::: INPUT MATERIAL :::

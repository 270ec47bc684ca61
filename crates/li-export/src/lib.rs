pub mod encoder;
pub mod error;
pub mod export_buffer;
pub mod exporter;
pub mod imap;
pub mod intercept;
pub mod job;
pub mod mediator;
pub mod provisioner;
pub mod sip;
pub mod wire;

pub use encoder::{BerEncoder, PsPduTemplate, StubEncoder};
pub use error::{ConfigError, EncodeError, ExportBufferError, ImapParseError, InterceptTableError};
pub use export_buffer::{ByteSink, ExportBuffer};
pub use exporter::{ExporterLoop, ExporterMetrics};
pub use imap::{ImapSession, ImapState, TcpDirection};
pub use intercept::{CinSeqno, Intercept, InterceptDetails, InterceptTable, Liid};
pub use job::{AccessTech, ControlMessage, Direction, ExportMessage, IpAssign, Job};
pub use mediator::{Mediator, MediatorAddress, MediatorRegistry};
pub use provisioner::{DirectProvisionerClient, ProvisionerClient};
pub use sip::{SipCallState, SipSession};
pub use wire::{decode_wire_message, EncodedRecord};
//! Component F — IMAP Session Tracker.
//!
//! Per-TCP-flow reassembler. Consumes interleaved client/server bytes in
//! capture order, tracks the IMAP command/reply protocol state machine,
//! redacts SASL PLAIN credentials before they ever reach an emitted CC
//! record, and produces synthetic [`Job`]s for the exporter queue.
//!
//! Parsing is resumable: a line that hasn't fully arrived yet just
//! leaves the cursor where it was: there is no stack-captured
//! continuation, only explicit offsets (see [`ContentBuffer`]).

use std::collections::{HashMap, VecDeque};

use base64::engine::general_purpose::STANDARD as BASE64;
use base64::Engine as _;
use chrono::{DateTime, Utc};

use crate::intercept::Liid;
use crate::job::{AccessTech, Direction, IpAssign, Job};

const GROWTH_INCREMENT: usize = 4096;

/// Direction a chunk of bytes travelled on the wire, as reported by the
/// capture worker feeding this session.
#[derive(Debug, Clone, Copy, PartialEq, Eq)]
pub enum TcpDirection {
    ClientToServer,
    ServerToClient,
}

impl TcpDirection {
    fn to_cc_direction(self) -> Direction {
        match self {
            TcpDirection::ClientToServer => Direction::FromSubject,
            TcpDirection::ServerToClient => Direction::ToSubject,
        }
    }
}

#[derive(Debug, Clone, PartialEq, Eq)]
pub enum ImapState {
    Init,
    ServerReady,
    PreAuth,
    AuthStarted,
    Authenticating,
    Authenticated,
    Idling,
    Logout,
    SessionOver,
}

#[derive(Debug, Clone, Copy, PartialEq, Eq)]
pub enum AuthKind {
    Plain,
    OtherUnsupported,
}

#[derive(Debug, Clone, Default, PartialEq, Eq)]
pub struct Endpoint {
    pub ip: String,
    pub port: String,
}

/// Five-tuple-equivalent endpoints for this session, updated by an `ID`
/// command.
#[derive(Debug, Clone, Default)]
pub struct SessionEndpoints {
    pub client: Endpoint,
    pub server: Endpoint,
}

:::

= REQUIRED WORK =
Beginning with the very first line of the records above, please retype each line through the one that has "client/server bytes in", and add nothing.

= SOLVED EXERCISE =
repository 270ec47bc684ca61
filename crates/li-export/src/lib.rs
pub mod encoder;
pub mod error;
pub mod export_buffer;
pub mod exporter;
pub mod imap;
pub mod intercept;
pub mod job;
pub mod mediator;
pub mod provisioner;
pub mod sip;
pub mod wire;

pub use encoder::{BerEncoder, PsPduTemplate, StubEncoder};
pub use error::{ConfigError, EncodeError, ExportBufferError, ImapParseError, InterceptTableError};
pub use export_buffer::{ByteSink, ExportBuffer};
pub use exporter::{ExporterLoop, ExporterMetrics};
pub use imap::{ImapSession, ImapState, TcpDirection};
pub use intercept::{CinSeqno, Intercept, InterceptDetails, InterceptTable, Liid};
pub use job::{AccessTech, ControlMessage, Direction, ExportMessage, IpAssign, Job};
pub use mediator::{Mediator, MediatorAddress, MediatorRegistry};
pub use provisioner::{DirectProvisionerClient, ProvisionerClient};
pub use sip::{SipCallState, SipSession};
pub use wire::{decode_wire_message, EncodedRecord};
//! Component F — IMAP Session Tracker.
//!
//! Per-TCP-flow reassembler. Consumes interleaved client/server bytes in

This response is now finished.